Uniword v2.0 uses a schema-driven architecture where document classes are generated from complete OOXML specification coverage. This eliminates hardcoded XML and provides perfect round-trip fidelity.

1. Core Principle

NO RAW XML STORAGE — EVER. Every OOXML element is a proper lutaml-model class generated from YAML schemas.

2. Schema System

OOXML elements are defined in YAML files under config/ooxml/schemas/. Each schema file describes a namespace, its elements, attributes, and relationships.

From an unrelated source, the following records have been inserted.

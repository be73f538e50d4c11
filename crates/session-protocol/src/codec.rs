//! Encoding and decoding of envelopes and content.
//!
//! Decoding is strict about schema-required fields and the
//! single-payload rule, lenient about unknown fields (ignored) and
//! unknown values of optional enums (dropped, reported as warnings).

use prost::Message;
use session_types::{Result, SessionError, Timestamp};

use crate::content::{
    CallMessage, CallType, ClosedGroupControl, ClosedGroupControlType, Content, DataExtractionNotification,
    DataExtractionType, DataMessage, Decoded, Envelope, EnvelopeType, ExpirationType, MessageRequestResponse,
    Payload, Reaction, ReactionAction, ReceiptMessage, ReceiptType, SharedConfigKind, SharedConfigMessage,
    TypingAction, TypingMessage, Unsend,
};
use crate::proto;

// ---------------------------------------------------------------------------
// Public API
// ---------------------------------------------------------------------------

/// Serializes an envelope.
pub fn encode_envelope(envelope: &Envelope) -> Vec<u8> {
    envelope_to_wire(envelope).encode_to_vec()
}

/// Parses an envelope.
///
/// # Errors
///
/// - [`SessionError::ProtocolError`] for malformed bytes.
/// - [`SessionError::MissingRequiredField`] if `type` or `timestamp`
///   is absent.
/// - [`SessionError::UnknownEnumValue`] for an undefined `type`.
pub fn decode_envelope(bytes: &[u8]) -> Result<Envelope> {
    let wire = proto::Envelope::decode(bytes).map_err(|e| SessionError::ProtocolError {
        reason: format!("malformed envelope: {e}"),
    })?;
    envelope_from_wire(wire)
}

/// Serializes a content value.
pub fn encode_content(content: &Content) -> Vec<u8> {
    content_to_wire(content).encode_to_vec()
}

/// Parses a content value.
///
/// Zero bytes decode to an empty [`Content`].
///
/// # Errors
///
/// - [`SessionError::ProtocolError`] for malformed bytes.
/// - [`SessionError::MultiplePayloadsSet`] if more than one payload
///   field is present.
/// - [`SessionError::MissingRequiredField`] /
///   [`SessionError::UnknownEnumValue`] for invalid required fields of
///   the payload.
pub fn decode_content(bytes: &[u8]) -> Result<Decoded<Content>> {
    let wire = proto::Content::decode(bytes).map_err(|e| SessionError::ProtocolError {
        reason: format!("malformed content: {e}"),
    })?;
    content_from_wire(wire)
}

// ---------------------------------------------------------------------------
// Helpers
// ---------------------------------------------------------------------------

fn require<T>(value: Option<T>, message: &'static str, field: &'static str) -> Result<T> {
    value.ok_or(SessionError::MissingRequiredField { message, field })
}

fn required_enum<E>(
    value: Option<i32>,
    message: &'static str,
    field: &'static str,
    parse: fn(i32) -> Result<E>,
) -> Result<E> {
    parse(require(value, message, field)?)
}

fn optional_enum<E>(value: Option<i32>, parse: fn(i32) -> Result<E>, warnings: &mut Vec<SessionError>) -> Option<E> {
    match value.map(parse) {
        Some(Ok(v)) => Some(v),
        Some(Err(e)) => {
            warnings.push(e);
            None
        }
        None => None,
    }
}

// ---------------------------------------------------------------------------
// Envelope
// ---------------------------------------------------------------------------

fn envelope_to_wire(envelope: &Envelope) -> proto::Envelope {
    proto::Envelope {
        r#type: Some(envelope.kind.to_wire()),
        source: envelope.source.clone(),
        timestamp: Some(envelope.timestamp.as_millis()),
        source_device: envelope.source_device,
        content: envelope.content.clone(),
        server_timestamp: envelope.server_timestamp,
    }
}

fn envelope_from_wire(wire: proto::Envelope) -> Result<Envelope> {
    Ok(Envelope {
        kind: required_enum(wire.r#type, "Envelope", "type", EnvelopeType::from_wire)?,
        source: wire.source,
        timestamp: Timestamp::from_millis(require(wire.timestamp, "Envelope", "timestamp")?),
        source_device: wire.source_device,
        content: wire.content,
        server_timestamp: wire.server_timestamp,
    })
}
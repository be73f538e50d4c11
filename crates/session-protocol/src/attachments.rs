//! Attachment pointers.
//!
//! Glue between [`session_crypto::attachment`] and the wire: fills the
//! `key`, `digest` and `size` of an [`proto::AttachmentPointer`] after
//! upload, and checks them when a recipient downloads the file.

use session_crypto::attachment::{self, EncryptedAttachment};
use session_types::{Result, SessionError};

use crate::proto;

/// Where the file server stored an encrypted attachment.
#[derive(Clone, Debug, Eq, PartialEq)]
pub struct UploadedFile {
    pub id: u64,
    pub url: String,
}

/// Builds the pointer for an uploaded attachment. `plaintext_len` is
/// the unpadded length, which the recipient truncates to.
pub fn pointer_for(
    encrypted: &EncryptedAttachment,
    upload: &UploadedFile,
    content_type: &str,
    file_name: Option<&str>,
    plaintext_len: usize,
) -> Result<proto::AttachmentPointer> {
    let size = u32::try_from(plaintext_len).map_err(|_| SessionError::ProtocolError {
        reason: format!("attachment of {plaintext_len} bytes is too large"),
    })?;
    Ok(proto::AttachmentPointer {
        id: Some(upload.id),
        content_type: Some(content_type.to_string()),
        key: Some(encrypted.key.as_bytes().to_vec()),
        size: Some(size),
        digest: Some(encrypted.digest.to_vec()),
        file_name: file_name.map(str::to_string),
        url: Some(upload.url.clone()),
        ..proto::AttachmentPointer::default()
    })
}

/// Verifies and decrypts `downloaded` against its pointer.
///
/// # Errors
///
/// - [`SessionError::MissingRequiredField`] if the pointer has no key
///   or digest.
/// - [`SessionError::CryptoError`] if the MAC, digest or size check
///   fails.
pub fn open_pointer(pointer: &proto::AttachmentPointer, downloaded: &[u8]) -> Result<Vec<u8>> {
    let key = pointer.key.as_deref().ok_or(SessionError::MissingRequiredField {
        message: "AttachmentPointer",
        field: "key",
    })?;
    let digest = pointer.digest.as_deref().ok_or(SessionError::MissingRequiredField {
        message: "AttachmentPointer",
        field: "digest",
    })?;
    let size = pointer.size.map(|s| s as usize).filter(|&s| s > 0);
    attachment::decrypt_attachment(downloaded, key, digest, size)
}

// ---------------------------------------------------------------------------
// Tests
// ---------------------------------------------------------------------------

#[cfg(test)]
mod tests {
    use super::*;
    use crate::codec;
    use crate::messages::{ContentMessage, MessageMeta, VisibleMessage};
    use session_crypto::attachment::encrypt_attachment;
    use session_types::Timestamp;

    type TestResult = std::result::Result<(), SessionError>;

    fn upload() -> UploadedFile {
        UploadedFile {
            id: 42,
            url: "http://files.example/file/42".into(),
        }
    }

    #[test]
    fn pointer_survives_the_wire_and_opens() -> TestResult {
        let file = b"%PDF-1.4 tiny";
        let encrypted = encrypt_attachment(file, true)?;
        let pointer = pointer_for(&encrypted, &upload(), "application/pdf", Some("a.pdf"), file.len())?;

        let mut msg = VisibleMessage::text(MessageMeta::new(Timestamp::from_millis(1)), "see attached");
        msg.attachments.push(pointer);
        let bytes = codec::encode_content(&msg.to_content()?);
        let decoded = codec::decode_content(&bytes)?.value;
        let received = decoded
            .data_message()
            .and_then(|d| d.attachments.first().cloned())
            .ok_or(SessionError::ProtocolError {
                reason: "attachment pointer lost".into(),
            })?;

        assert_eq!(received.size, Some(file.len() as u32));
        assert_eq!(received.digest.as_deref(), Some(&encrypted.digest[..]));
        assert_eq!(open_pointer(&received, &encrypted.ciphertext)?, file);
        Ok(())
    }

    #[test]
    fn tampered_download_rejected() -> TestResult {
        let encrypted = encrypt_attachment(b"payload", true)?;
        let pointer = pointer_for(&encrypted, &upload(), "text/plain", None, 7)?;
        let mut download = encrypted.ciphertext.clone();
        let last = download.len() - 1;
        download[last] ^= 0x01;
        assert!(matches!(
            open_pointer(&pointer, &download),
            Err(SessionError::CryptoError { .. })
        ));
        Ok(())
    }

    #[test]
    fn pointer_without_digest_is_rejected() -> TestResult {
        let encrypted = encrypt_attachment(b"payload", false)?;
        let mut pointer = pointer_for(&encrypted, &upload(), "text/plain", None, 7)?;
        pointer.digest = None;
        assert!(matches!(
            open_pointer(&pointer, &encrypted.ciphertext),
            Err(SessionError::MissingRequiredField { field: "digest", .. })
        ));
        Ok(())
    }
}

Schema definition example (config/ooxml/schemas/wordprocessingml.yml)
# config/ooxml/schemas/wordprocessingml.yml
namespace:
  uri: 'http://schemas.openxmlformats.org/wordprocessingml/2006/main'
  prefix: 'w'

elements:
  p:
    class_name: Paragraph
    description: 'Paragraph - block-level text element'
    attributes:
      - name: properties
        type: ParagraphProperties
        xml_name: pPr
      - name: runs
        type: Run
        collection: true
        xml_name: r

The YAML schema defines:

  • Namespace — URI and prefix for XML serialization

  • Elements — Each element’s class name, description, and attributes

  • Attribute types — References to other model classes or primitive types

  • Collections — Whether an attribute can appear multiple times

3. Model Generation

Classes are automatically generated from schemas using the model generator:

require 'uniword/schema/model_generator'

generator = Uniword::Schema::ModelGenerator.new('wordprocessingml')
generator.generate_all
# => Generates 200+ lutaml-model classes from YAML schema

The generator produces Ruby classes that:

  • Inherit from Lutaml::Model::Serializable

  • Declare attributes using lutaml-model’s attribute DSL

  • Define XML mappings in an xml do block

  • Automatically enforce Pattern 0 (attributes before xml blocks)

4. Generated Classes

Generated classes provide full lutaml-model integration:

require 'uniword'

# Main document classes
doc = Uniword::Document.new
para = doc.add_paragraph("Hello World", bold: true)

# All classes support lutaml-model serialization automatically
xml = doc.to_xml                          # Automatic XML generation
doc2 = Uniword::Document.from_xml(xml)    # Automatic deserialization

5. Benefits

The schema-driven approach provides significant advantages:

100% ISO 29500 coverage

All 760 OOXML elements across 22 namespaces are modeled.

Zero hardcoding

All structure is defined in YAML, not in Ruby code. XML generation is handled entirely by lutaml-model.

Perfect round-trip

Complete modeling guarantees that documents can be loaded, modified, and saved without data loss.

Easy extensibility

New OOXML elements are added by editing YAML schemas, not by writing Ruby code.

Community contributions

Schema editing with YAML is simpler than writing Ruby model classes, lowering the barrier for contributors.

Type safety

All attributes have declared types with strong typing enforced by lutaml-model.